Virus ini menyebar melalui serangga kecil yang menghisap getah pohon kakao, menyebabkan daun menguning, batang membengkak, dan buah mengecil sebelum akhirnya pohon mati dalam beberapa tahun. Akibatnya, produksi kakao menurun drastis, menyebabkan harga cokelat melonjak secara global. Para petani di Ghana menghadapi dilema: menebang pohon yang sakit dan kehilangan sumber pendapatan selama bertahun-tahun atau mempertahankannya sambil menunggu produksi yang semakin menurun.

Amerika Selatan

Amerika Selatan menyuplai AS dengan berbagai komoditas senilai $5 miliar per tahun. Salah satu produk utama adalah daging sapi Brasil, yang menjadi semakin penting sejak 2020 setelah kekeringan mengurangi ekspor dari negara lain. Selain itu, quinoa dari Peru dan Bolivia juga menjadi komoditas yang semakin populer di AS.

Popularitas quinoa di AS meningkat pesat sejak 2009, terutama setelah Peru menandatangani berbagai perjanjian perdagangan bebas yang mempermudah ekspor ke AS. Keuntungan quinoa sebagai makanan sehat dan kaya protein membuatnya semakin diminati, terutama di tengah tren diet seperti keto dan vegetarian.

Dampak Tarif terhadap Pasar Pangan AS

Kebijakan tarif bukanlah hal baru dalam sejarah perdagangan AS, tetapi skala tarif yang diterapkan oleh Presiden Trump dalam beberapa tahun terakhir cukup besar dan mencakup banyak mitra dagang utama. Tarif ini memang menghasilkan pendapatan tambahan bagi pemerintah, tetapi pada akhirnya, biaya yang lebih tinggi akan dibebankan kepada konsumen Amerika.

Sejarah menunjukkan bahwa tarif sering kali menyebabkan kenaikan harga dan ketegangan dagang yang dapat merugikan ekonomi secara keseluruhan. Jika tren ini berlanjut, AS mungkin akan mengalami perubahan signifikan dalam pola impornya, dengan harga pangan yang lebih mahal dan ketergantungan yang lebih besar pada produksi dalam negeri.

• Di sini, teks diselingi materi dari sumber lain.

use serde::{Deserialize, Deserializer};
use serde_json::Value;
use tracing::{debug, warn};

use crate::error::UpstreamError;
use crate::market::{get_json, PulseListing, PulseSection};

/// Client for the pulse listings provider.
///
/// Unlike the market-data calls, a section fetch never fails: any transport,
/// status or payload problem substitutes the section's sample listing.
pub struct PulseClient {
    client: reqwest::Client,
    base_url: Option<String>,
}

impl PulseClient {
    pub fn new(client: reqwest::Client, base_url: Option<&str>) -> Self {
        Self {
            client,
            base_url: base_url.map(|url| url.trim_end_matches('/').to_string()),
        }
    }

    pub async fn fetch_section(&self, section: PulseSection) -> Vec<PulseListing> {
        let Some(base_url) = &self.base_url else {
            debug!("No pulse provider configured, using sample {} listing", section);
            return fallback_listings(section);
        };

        match self.fetch_live(base_url, section).await {
            Ok(listings) => listings,
            Err(e) => {
                warn!("Pulse section {} unavailable, using sample listing: {:#}", section, e);
                fallback_listings(section)
            }
        }
    }

    async fn fetch_live(
        &self,
        base_url: &str,
        section: PulseSection,
    ) -> Result<Vec<PulseListing>, UpstreamError> {
        let url = format!("{}/pulse/{}", base_url, section.slug());
        let payload: Value = get_json(&self.client, &url, &[]).await?;

        normalize_listings(payload).map_err(|source| UpstreamError::Decode {
            endpoint: url,
            source,
        })
    }
}

/// Accept a bare array, `{"data": [...]}` or `{"tokens": [...]}`.
/// Any other shape is an empty listing.
pub fn normalize_listings(payload: Value) -> Result<Vec<PulseListing>, serde_json::Error> {
    let items = match payload {
        Value::Array(items) => items,
        Value::Object(mut record) => match (record.remove("data"), record.remove("tokens")) {
            (Some(Value::Array(items)), _) => items,
            (_, Some(Value::Array(items))) => items,
            _ => Vec::new(),
        },
        _ => Vec::new(),
    };

    items.into_iter().map(serde_json::from_value).collect()
}

#[derive(Deserialize)]
#[serde(untagged)]
enum NumberLike {
    Number(f64),
    Text(String),
}

/// Numeric field that may arrive as a JSON number, a numeric string, or null.
pub(crate) fn lenient_f64<'de, D>(deserializer: D) -> Result<Option<f64>, D::Error>
where
    D: Deserializer<'de>,
{
    let value = Option::<NumberLike>::deserialize(deserializer)?;
    Ok(match value {
        Some(NumberLike::Number(n)) => Some(n),
        Some(NumberLike::Text(s)) => s.trim().parse().ok(),
        None => None,
    })
}

pub(crate) fn lenient_u64<'de, D>(deserializer: D) -> Result<Option<u64>, D::Error>
where
    D: Deserializer<'de>,
{
    Ok(lenient_f64(deserializer)?
        .filter(|n| n.is_finite() && *n >= 0.0)
        .map(|n| n.round() as u64))
}

struct Sample {
    name: &'static str,
    symbol: &'static str,
    price: f64,
    market_cap: f64,
    volume_24h: f64,
    holders: u64,
    age: &'static str,
    change_24h: f64,
    progress: f64,
    migrated: &'static str,
}

#[rustfmt::skip]
const NEW_PAIRS: [Sample; 5] = [
    Sample { name: "Moon Frog", symbol: "MFROG", price: 0.000_042_1, market_cap: 42_100.0, volume_24h: 8_350.0, holders: 112, age: "2m", change_24h: 184.2, progress: 12.5, migrated: "" },
    Sample { name: "Based Cat", symbol: "BCAT", price: 0.000_018_7, market_cap: 18_700.0, volume_24h: 3_120.0, holders: 64, age: "4m", change_24h: 56.8, progress: 6.1, migrated: "" },
    Sample { name: "Turbo Snail", symbol: "TSNAIL", price: 0.000_009_3, market_cap: 9_300.0, volume_24h: 1_480.0, holders: 31, age: "7m", change_24h: -12.4, progress: 3.2, migrated: "" },
    Sample { name: "Laser Eyes", symbol: "LASER", price: 0.000_061_0, market_cap: 61_000.0, volume_24h: 15_900.0, holders: 240, age: "11m", change_24h: 312.0, progress: 21.7, migrated: "" },
    Sample { name: "Gm Token", symbol: "GM", price: 0.000_027_5, market_cap: 27_500.0, volume_24h: 4_010.0, holders: 88, age: "15m", change_24h: 0.0, progress: 9.4, migrated: "" },
];

#[rustfmt::skip]
const FINAL_STRETCH: [Sample; 5] = [
    Sample { name: "Rocket Dog", symbol: "RDOG", price: 0.000_412, market_cap: 412_000.0, volume_24h: 96_500.0, holders: 1_420, age: "1h", change_24h: 642.5, progress: 97.3, migrated: "" },
    Sample { name: "Chad Coin", symbol: "CHAD", price: 0.000_377, market_cap: 377_000.0, volume_24h: 81_200.0, holders: 1_105, age: "2h", change_24h: 410.1, progress: 93.8, migrated: "" },
    Sample { name: "Pixel Ape", symbol: "PXAPE", price: 0.000_351, market_cap: 351_000.0, volume_24h: 60_740.0, holders: 980, age: "48m", change_24h: 288.9, progress: 89.6, migrated: "" },
    Sample { name: "Sol Surfer", symbol: "SURF", price: 0.000_329, market_cap: 329_000.0, volume_24h: 52_300.0, holders: 874, age: "3h", change_24h: -4.7, progress: 86.2, migrated: "" },
    Sample { name: "Bonk Jr", symbol: "BONKJR", price: 0.000_305, market_cap: 305_000.0, volume_24h: 47_800.0, holders: 812, age: "1h", change_24h: 97.0, progress: 81.5, migrated: "" },
];

#[rustfmt::skip]
const MIGRATED: [Sample; 5] = [
    Sample { name: "Giga Brain", symbol: "GIGA", price: 0.002_84, market_cap: 2_840_000.0, volume_24h: 1_250_000.0, holders: 6_310, age: "5h", change_24h: 1_204.0, progress: 0.0, migrated: "12m ago" },
    Sample { name: "Wif Hat 2", symbol: "WIF2", price: 0.001_96, market_cap: 1_960_000.0, volume_24h: 884_000.0, holders: 4_920, age: "9h", change_24h: 733.6, progress: 0.0, migrated: "35m ago" },
    Sample { name: "Neon Panda", symbol: "NPANDA", price: 0.001_12, market_cap: 1_120_000.0, volume_24h: 402_500.0, holders: 3_280, age: "14h", change_24h: 215.3, progress: 0.0, migrated: "1h ago" },
    Sample { name: "Slerf Max", symbol: "SLMAX", price: 0.000_874, market_cap: 874_000.0, volume_24h: 199_000.0, holders: 2_145, age: "1d", change_24h: -22.8, progress: 0.0, migrated: "3h ago" },
    Sample { name: "Hodl Hippo", symbol: "HIPPO", price: 0.000_653, market_cap: 653_000.0, volume_24h: 120_400.0, holders: 1_730, age: "1d", change_24h: 41.9, progress: 0.0, migrated: "6h ago" },
];

/// Fixed sample listing shown when the provider cannot be used.
pub fn fallback_listings(section: PulseSection) -> Vec<PulseListing> {
    let samples = match section {
        PulseSection::NewPairs => &NEW_PAIRS,
        PulseSection::FinalStretch => &FINAL_STRETCH,
        PulseSection::Migrated => &MIGRATED,
    };

    samples
        .iter()
        .map(|s| PulseListing {
            name: s.name.to_string(),
            symbol: s.symbol.to_string(),
            price: Some(s.price),
            market_cap: Some(s.market_cap),
            volume_24h: Some(s.volume_24h),
            holders: Some(s.holders),
            age_label: Some(s.age.to_string()),
            change_24h_percent: Some(s.change_24h),
            progress_percent: Some(s.progress),
            migration_time_label: (!s.migrated.is_empty()).then(|| s.migrated.to_string()),
        })
        .collect()
}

Dampaknya tidak hanya dirasakan oleh konsumen tetapi juga oleh petani, nelayan, dan pengusaha kecil yang bergantung pada rantai pasokan global. Dengan ketidakpastian dalam kebijakan perdagangan, masa depan impor pangan Amerika Serikat masih menjadi pertanyaan besar yang akan terus berkembang dalam beberapa tahun ke depan.